Ces mêmes adversaires ont tenté de relativiser la laïcité en lui adjoignant des adjectifs, ils affirment aussi que le mot est intraduisible, que sur ce concept la France est bien isolée, qu’il date d’une période révolue et qu’il ne concerne que ceux qui s’en réclament…

1/ Le terme laïcité serait intraduisible. « J’ai fait en Namibie, pays qui fut sous domination anglosaxonne, une conférence sur la laïcité et j’utilisais à chaque fois le concept de « secularism » ( ils ne connaissent pas le mot laïcité). J’ai constaté que quand je disais : « la sécularisation laïque c’est : la liberté de conscience, l’égalité des croyants, des athées et des agnostiques, et l’universalité de la loi commune », ils comprenaient parfaitement ce que ça voulait dire. C’est à dire que les principes qui définissent la laïcité ne sont pas liés au terroir de la République Française. ». HPR prend aussi pour exemple une rencontre avec Bronislaw Geremek, l’homme politique polonais, où il développe en particulier que la laïcité n’est pas l’athéisme. La laïcité n’est pas relative à une culture.

2/ la France serait seule à adopter cette notion qu’est laïcité. « Au Danemark, j’ai fait une conférence sur la Laïcité, devant des universitaires danois, professeurs de français et de littérature française. A la fin de la conférence, un homme vient me voir, très distingué, et il me dit : « Monsieur, c’est la France qui a raison. » Je le regarde et je lui dis : « Pourquoi dites vous cela ? ». Il dit : « Parce que regardez, moi, je suis catholique. Et ici c’est l’Église luthérienne qui est privilégiée et Église d’État... Et nous, les catholiques, nous sommes des citoyens de seconde zone. Donc je pense qu’il vaudrait mieux que l’Église luthérienne soit séparée de l’État, comme l’Église catholique a été séparée de l’État français. Et comme ça, tous les citoyens danois seraient sur le même pied d’égalité ».
Je lui fis remarquer que la position des catholiques en pays protestant officiel avec une religion d’état, est exactement en symétrie inversée par rapport à la position des protestants jadis dans les pays catholiques et qu’il est quand même étrange que les tenants d’une religion soient pour la laïcité quand ils sont dominés et contre la laïcité quand ils sont dominants.

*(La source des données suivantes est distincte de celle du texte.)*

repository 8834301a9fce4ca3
use std::fmt;

use actix_web::{http::StatusCode, HttpResponse, ResponseError};
use gp_core::errors::{DomainError, ErrorKind, ValidationError};
use gp_shared::{error_codes, ErrorResponse};

use crate::dto::error::ErrorResponseExt;

/// HTTP status for a domain error kind
pub fn status_for(kind: ErrorKind) -> StatusCode {
    match kind {
        ErrorKind::Validation | ErrorKind::InvalidState => StatusCode::BAD_REQUEST,
        ErrorKind::NotFound => StatusCode::NOT_FOUND,
        ErrorKind::Gone => StatusCode::GONE,
        ErrorKind::Delivery => StatusCode::BAD_GATEWAY,
        ErrorKind::Unauthorized => StatusCode::UNAUTHORIZED,
        ErrorKind::Internal => StatusCode::INTERNAL_SERVER_ERROR,
    }
}

/// Handle domain errors and convert them to appropriate HTTP responses
pub fn handle_domain_error(error: &DomainError) -> HttpResponse {
    let status = status_for(error.kind());
    if status.is_server_error() {
        log::error!("Domain Error: {:?}", error);
        // Internal details stay in the log
        return ErrorResponse::new(error_codes::INTERNAL_ERROR, "An internal error occurred")
            .to_response(status);
    }

    log::debug!("Request rejected: {} ({})", error, error.code());
    ErrorResponse::new(error.code(), error.to_string()).to_response(status)
}

/// Domain error returned from a handler
#[derive(Debug)]
pub struct ApiError(pub DomainError);

impl fmt::Display for ApiError {
    fn fmt(&self, f: &mut fmt::Formatter<'_>) -> fmt::Result {
        self.0.fmt(f)
    }
}

impl ResponseError for ApiError {
    fn status_code(&self) -> StatusCode {
        status_for(self.0.kind())
    }

    fn error_response(&self) -> HttpResponse {
        handle_domain_error(&self.0)
    }
}

impl From<DomainError> for ApiError {
    fn from(error: DomainError) -> Self {
        ApiError(error)
    }
}

impl From<ValidationError> for ApiError {
    fn from(error: ValidationError) -> Self {
        ApiError(error.into())
    }
}

impl From<validator::ValidationErrors> for ApiError {
    fn from(errors: validator::ValidationErrors) -> Self {
        let mut messages: Vec<String> = errors
            .field_errors()
            .into_iter()
            .flat_map(|(field, errors)| {
                errors.iter().map(move |e| match &e.message {
                    Some(message) => message.to_string(),
                    None => format!("{}: {}", field, e.code),
                })
            })
            .collect();
        messages.sort();
        ApiError(DomainError::Validation {
            message: messages.join("; "),
        })
    }
}

#[cfg(test)]
mod tests {
    use super::*;
    use gp_core::errors::TokenError;
    use gp_core::TokenStatus;

    #[test]
    fn test_status_mapping() {
        let cases: Vec<(DomainError, StatusCode)> = vec![
            (TokenError::Gone.into(), StatusCode::GONE),
            (TokenError::Unknown.into(), StatusCode::NOT_FOUND),
            (
                TokenError::NotActive {
                    status: TokenStatus::Used,
                }
                .into(),
                StatusCode::BAD_REQUEST,
            ),
            (
                ValidationError::RequiredField {
                    field: "token".to_string(),
                }
                .into(),
                StatusCode::BAD_REQUEST,
            ),
            (DomainError::Unauthorized, StatusCode::UNAUTHORIZED),
            (DomainError::internal("db down"), StatusCode::INTERNAL_SERVER_ERROR),
        ];

        for (error, expected) in cases {
            assert_eq!(ApiError(error).status_code(), expected);
        }
    }

    #[test]
    fn test_internal_message_is_hidden() {
        let response = handle_domain_error(&DomainError::internal("connection refused"));
        assert_eq!(response.status(), StatusCode::INTERNAL_SERVER_ERROR);
    }
}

Ça veut dire une chose : la laïcité, c’est l’idéal des dominés. Il ne m’en faut pas plus pour considérer que la laïcité est juste. » Quelle est au fond la demande de ce danois ? Qu’aucune option spirituelle ne prenne l’ascendant sur une autre.

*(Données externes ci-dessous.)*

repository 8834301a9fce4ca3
//! In-memory implementation of TokenRepository
//!
//! Backs the `memory` storage backend and the test suites. Conditional updates
//! check and write under a single write lock.

use async_trait::async_trait;
use chrono::{DateTime, Utc};
use std::collections::HashMap;
use std::sync::Arc;
use tokio::sync::RwLock;
use uuid::Uuid;

use crate::domain::entities::access_token::{AccessToken, TokenStatus};
use crate::errors::{DomainError, TokenError};

use super::r#trait::TokenRepository;

/// In-memory token repository keyed by token id
#[derive(Clone, Default)]
pub struct InMemoryTokenRepository {
    tokens: Arc<RwLock<HashMap<Uuid, AccessToken>>>,
}

impl InMemoryTokenRepository {
    pub fn new() -> Self {
        Self::default()
    }

    /// Insert or replace a token without any checks (test seeding)
    pub async fn insert_raw(&self, token: AccessToken) {
        self.tokens.write().await.insert(token.id, token);
    }

    pub async fn len(&self) -> usize {
        self.tokens.read().await.len()
    }

    pub async fn is_empty(&self) -> bool {
        self.tokens.read().await.is_empty()
    }
}

#[async_trait]
impl TokenRepository for InMemoryTokenRepository {
    async fn save(&self, token: AccessToken) -> Result<AccessToken, DomainError> {
        let mut tokens = self.tokens.write().await;

        if tokens.values().any(|t| t.value == token.value) || tokens.contains_key(&token.id) {
            return Err(TokenError::DuplicateValue.into());
        }

        tokens.insert(token.id, token.clone());
        Ok(token)
    }

    async fn find_by_value(&self, value: &str) -> Result<Option<AccessToken>, DomainError> {
        let tokens = self.tokens.read().await;
        Ok(tokens.values().find(|t| t.value == value).cloned())
    }

    async fn find_by_id(&self, id: Uuid) -> Result<Option<AccessToken>, DomainError> {
        let tokens = self.tokens.read().await;
        Ok(tokens.get(&id).cloned())
    }

    async fn list_all(&self) -> Result<Vec<AccessToken>, DomainError> {
        let tokens = self.tokens.read().await;
        let mut all: Vec<AccessToken> = tokens.values().cloned().collect();
        all.sort_by(|a, b| b.created_at.cmp(&a.created_at));
        Ok(all)
    }

    async fn expire_stale(&self, now: DateTime<Utc>) -> Result<usize, DomainError> {
        let mut tokens = self.tokens.write().await;
        let mut swept = 0;
        for token in tokens.values_mut() {
            if token.sweep(now) {
                swept += 1;
            }
        }
        Ok(swept)
    }

    async fn mark_used(&self, id: Uuid, now: DateTime<Utc>) -> Result<bool, DomainError> {
        let mut tokens = self.tokens.write().await;

        match tokens.get_mut(&id) {
            Some(token) if token.status == TokenStatus::Active && !token.is_expired_at(now) => {
                token.status = TokenStatus::Used;
                token.used_at = Some(now);
                Ok(true)
            }
            _ => Ok(false),
        }
    }

    async fn revoke(&self, id: Uuid) -> Result<bool, DomainError> {
        let mut tokens = self.tokens.write().await;

        match tokens.get_mut(&id) {
            Some(token) => Ok(token.revoke().is_ok()),
            None => Ok(false),
        }
    }
}
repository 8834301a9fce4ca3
//! Type definitions shared by the API layer

pub mod response;

pub use response::{ApiResponse, BatchSummary, HealthResponse};
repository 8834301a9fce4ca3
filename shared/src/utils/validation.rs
//! Contact validation utilities

use once_cell::sync::Lazy;
use regex::Regex;

// International phone number regex (E.164 format)
static INTERNATIONAL_PHONE_REGEX: Lazy<Regex> =
    Lazy::new(|| Regex::new(r"^\+[1-9]\d{7,14}$").unwrap());

static EMAIL_REGEX: Lazy<Regex> =
    Lazy::new(|| Regex::new(r"^[^\s@]+@[^\s@]+\.[^\s@]+$").unwrap());

/// Normalize a phone number by removing common formatting characters
pub fn normalize_phone_number(phone: &str) -> String {
    phone
        .chars()
        .filter(|c| c.is_ascii_digit() || *c == '+')
        .collect()
}

/// Check if a phone number is valid (international E.164 format)
pub fn is_valid_phone_number(phone: &str) -> bool {
    INTERNATIONAL_PHONE_REGEX.is_match(&normalize_phone_number(phone))
}

/// Check if an email address is plausibly deliverable
pub fn is_valid_email(email: &str) -> bool {
    EMAIL_REGEX.is_match(email.trim())
}
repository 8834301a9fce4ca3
mod domain_error_tests;
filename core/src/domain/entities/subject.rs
//! Subject catalogue entity.

use serde::{Deserialize, Serialize};
use uuid::Uuid;

use crate::errors::ValidationError;

/// Theory or practical subject
#[derive(Debug, Clone, Copy, PartialEq, Eq, Serialize, Deserialize)]
pub enum SubjectType {
    #[serde(rename = "T")]
    Theory,
    #[serde(rename = "P")]
    Practical,
}

impl SubjectType {
    pub fn code(&self) -> &'static str {
        match self {
            SubjectType::Theory => "T",
            SubjectType::Practical => "P",
        }
    }

    pub fn from_code(code: &str) -> Option<Self> {
        match code.trim() {
            "T" | "t" => Some(SubjectType::Theory),
            "P" | "p" => Some(SubjectType::Practical),
            _ => None,
        }
    }
}

/// Subject with its marking scheme
#[derive(Debug, Clone, PartialEq, Serialize, Deserialize)]
#[serde(rename_all = "camelCase")]
pub struct Subject {
    pub id: Uuid,
    pub title: String,

    /// Unique, stored upper case
    pub code: String,

    pub subject_type: SubjectType,
    pub credits: f64,
    pub max_internal_marks: u32,
    pub max_external_marks: u32,
    pub max_total_marks: u32,
    pub min_internal_pass_marks: u32,
    pub min_external_pass_marks: u32,
    pub min_total_pass_marks: u32,
}

impl Subject {
    /// Normalize title and code in place
    pub fn normalize(&mut self) {
        self.title = self.title.trim().to_string();
        self.code = self.code.trim().to_uppercase();
    }

    /// Check the marking scheme is internally consistent
    pub fn validate(&self) -> Result<(), ValidationError> {
        if self.title.trim().is_empty() {
            return Err(ValidationError::RequiredField {
                field: "title".to_string(),
            });
        }
        if self.code.trim().is_empty() {
            return Err(ValidationError::RequiredField {
                field: "code".to_string(),
            });
        }
        if self.credits < 0.0 {
            return Err(ValidationError::OutOfRange {
                field: "credits".to_string(),
                min: "0".to_string(),
                max: "-".to_string(),
            });
        }
        let components = self.max_internal_marks.checked_add(self.max_external_marks);
        if components.map_or(true, |sum| self.max_total_marks < sum) {
            return Err(ValidationError::BusinessRuleViolation {
                rule: "maxTotalMarks must be greater than or equal to (maxInternalMarks + maxExternalMarks)"
                    .to_string(),
            });
        }
        if self.min_total_pass_marks > self.max_total_marks {
            return Err(ValidationError::BusinessRuleViolation {
                rule: "minTotalPassMarks cannot exceed maxTotalMarks".to_string(),
            });
        }
        Ok(())
    }
}
pub mod r#trait {
    pub use super::trait_::*;
}
#[path = "trait.rs"]
mod trait_;
pub mod memory;

pub use memory::InMemorySubjectRepository;
pub use r#trait::SubjectRepository;
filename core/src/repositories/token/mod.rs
pub mod r#trait {
    pub use super::trait_::*;
}
#[path = "trait.rs"]
mod trait_;
pub mod memory;

pub use memory::InMemoryTokenRepository;
pub use r#trait::TokenRepository;

#[cfg(test)]
mod tests;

L’État doit se placer au-dessus des particularismes, de telle façon que ces particularismes puissent coexister dans la liberté et l’égalité. »

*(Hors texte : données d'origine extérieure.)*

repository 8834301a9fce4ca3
//! SMTP email delivery through lettre

use std::time::Duration;

use async_trait::async_trait;
use lettre::message::{Mailbox, MultiPart};
use lettre::transport::smtp::authentication::Credentials;
use lettre::{AsyncSmtpTransport, AsyncTransport, Message, Tokio1Executor};
use tracing::{error, info};

use gp_core::services::{EmailMessage, EmailSender};
use gp_shared::utils::mask_email;
use gp_shared::MailConfig;

use crate::InfrastructureError;

/// Email sender backed by an SMTP relay
pub struct SmtpEmailSender {
    transport: AsyncSmtpTransport<Tokio1Executor>,
    from: Mailbox,
}

impl SmtpEmailSender {
    /// Build the transport; no connection is opened until the first send
    pub fn new(config: &MailConfig) -> Result<Self, InfrastructureError> {
        if config.username.is_empty() || config.password.is_empty() {
            return Err(InfrastructureError::Config(
                "mail.username and mail.password are required for SMTP".to_string(),
            ));
        }

        let from = sender_mailbox(config)?;
        let transport = AsyncSmtpTransport::<Tokio1Executor>::relay(&config.smtp_host)
            .map_err(|e| InfrastructureError::Mail(format!("Invalid SMTP relay: {}", e)))?
            .port(config.smtp_port)
            .credentials(Credentials::new(
                config.username.clone(),
                config.password.clone(),
            ))
            .timeout(Some(Duration::from_secs(config.timeout_secs)))
            .build();

        info!(
            host = %config.smtp_host,
            port = config.smtp_port,
            "SMTP email sender initialized"
        );

        Ok(Self { transport, from })
    }
}

/// Parse the configured sender into a mailbox
pub fn sender_mailbox(config: &MailConfig) -> Result<Mailbox, InfrastructureError> {
    config
        .from_mailbox()
        .parse::<Mailbox>()
        .map_err(|e| InfrastructureError::Config(format!("Invalid sender address: {}", e)))
}

/// Build a multipart (plain text + HTML) message
pub fn build_message(from: &Mailbox, message: &EmailMessage) -> Result<Message, InfrastructureError> {
    let to = message
        .to
        .parse::<Mailbox>()
        .map_err(|e| InfrastructureError::Mail(format!("Invalid recipient address: {}", e)))?;

    Message::builder()
        .from(from.clone())
        .to(to)
        .subject(message.subject.as_str())
        .multipart(MultiPart::alternative_plain_html(
            message.text_body.clone(),
            message.html_body.clone(),
        ))
        .map_err(|e| InfrastructureError::Mail(format!("Failed to build email: {}", e)))
}

#[async_trait]
impl EmailSender for SmtpEmailSender {
    async fn send_email(&self, message: &EmailMessage) -> Result<String, String> {
        let email = build_message(&self.from, message).map_err(|e| e.to_string())?;

        match self.transport.send(email).await {
            Ok(response) => {
                let reply = response
                    .message()
                    .map(|line| line.to_string())
                    .collect::<Vec<String>>()
                    .join(" ");
                info!(
                    provider = "smtp",
                    to = %mask_email(&message.to),
                    code = %response.code(),
                    "Email sent"
                );
                Ok(reply)
            }
            Err(e) => {
                error!(provider = "smtp", to = %mask_email(&message.to), error = %e, "Email delivery failed");
                Err(e.to_string())
            }
        }
    }

    fn provider_name(&self) -> &str {
        "SMTP"
    }
}
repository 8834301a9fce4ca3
//! Student and subject record endpoints (admin only)

use actix_web::{web, HttpResponse};
use gp_core::domain::{Student, StudentFilter, Subject};
use gp_shared::ApiResponse;
use uuid::Uuid;
use validator::Validate;

use crate::app::AppState;
use crate::dto::{CreateSubjectRequest, ImportStudentsRequest, ListStudentsQuery};
use crate::handlers::ApiError;
use crate::middleware::Admin;

/// Handler for GET /api/v1/students?course=&search=
pub async fn list_students(
    state: web::Data<AppState>,
    admin: Admin,
    query: web::Query<ListStudentsQuery>,
) -> Result<HttpResponse, ApiError> {
    let filter: StudentFilter = query.into_inner().into();
    let students = state.students.list_students(&admin, &filter).await?;
    let message = format!("{} students", students.len());
    Ok(HttpResponse::Ok().json(ApiResponse::success(students, message)))
}

/// Handler for GET /api/v1/students/stats
pub async fn dashboard_stats(
    state: web::Data<AppState>,
    admin: Admin,
) -> Result<HttpResponse, ApiError> {
    let stats = state.students.dashboard_stats(&admin).await?;
    Ok(HttpResponse::Ok().json(ApiResponse::success(stats, "Dashboard statistics")))
}

/// Handler for GET /api/v1/students/{id}
pub async fn get_student(
    state: web::Data<AppState>,
    admin: Admin,
    path: web::Path<Uuid>,
) -> Result<HttpResponse, ApiError> {
    let student = state.students.get_student(&admin, path.into_inner()).await?;
    Ok(HttpResponse::Ok().json(ApiResponse::success(student, "Student record")))
}

/// Handler for POST /api/v1/students/import
///
/// Invalid records are reported per URN; valid ones are stored.
pub async fn import_students(
    state: web::Data<AppState>,
    admin: Admin,
    body: web::Json<ImportStudentsRequest>,
) -> Result<HttpResponse, ApiError> {
    body.validate()?;
    let students: Vec<Student> = body.into_inner().students.into_iter().map(Student::from).collect();

    let report = state.students.import_students(&admin, students).await?;
    let message = format!(
        "{} of {} students imported",
        report.summary.successful, report.summary.total
    );
    Ok(HttpResponse::Ok().json(ApiResponse::success(report, message)))
}

/// Handler for GET /api/v1/subjects
pub async fn list_subjects(
    state: web::Data<AppState>,
    admin: Admin,
) -> Result<HttpResponse, ApiError> {
    let subjects = state.students.list_subjects(&admin).await?;
    let message = format!("{} subjects", subjects.len());
    Ok(HttpResponse::Ok().json(ApiResponse::success(subjects, message)))
}

/// Handler for POST /api/v1/subjects
pub async fn create_subject(
    state: web::Data<AppState>,
    admin: Admin,
    body: web::Json<CreateSubjectRequest>,
) -> Result<HttpResponse, ApiError> {
    body.validate()?;
    let subject = state
        .students
        .create_subject(&admin, Subject::from(body.into_inner()))
        .await?;
    Ok(HttpResponse::Created().json(ApiResponse::success(subject, "Subject created")))
}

En regard de ce qui s’est passé en Suède et en Espagne, peut être bientôt en Islande, - et aussi des requêtes qui arrivent tous les jours de Tunisie sur ce site -, le modèle laïque français fait exemple pour beaucoup de peuples. Donc nous ne sommes pas si seuls. La France, faut-il le rappeler, était seule en 1789 contre toutes les monarchies coalisées d’Europe. Sa solitude ne lui donnait pas tort.

3/La laïcité, c’est du passé : « Elle ne vaut que pour une époque et pour un temps », lui disait l’évêque d’Angoulême. Réponse d’H. Pena Ruiz : « Écoutez, Monseigneur, ou Monsieur l’Évêque, vous êtes capable de reconnaître que certains principes sont nés en un temps et en un lieu, mais qu’ils peuvent valoir pour d’autres temps et pour d’autres lieux, puisque vous l’admettez pour la loi d’amour du Christ : « Aime ton prochain comme toi-même ». Pourquoi ne feriez vous pas le même raisonnement à propos de la laïcité ? »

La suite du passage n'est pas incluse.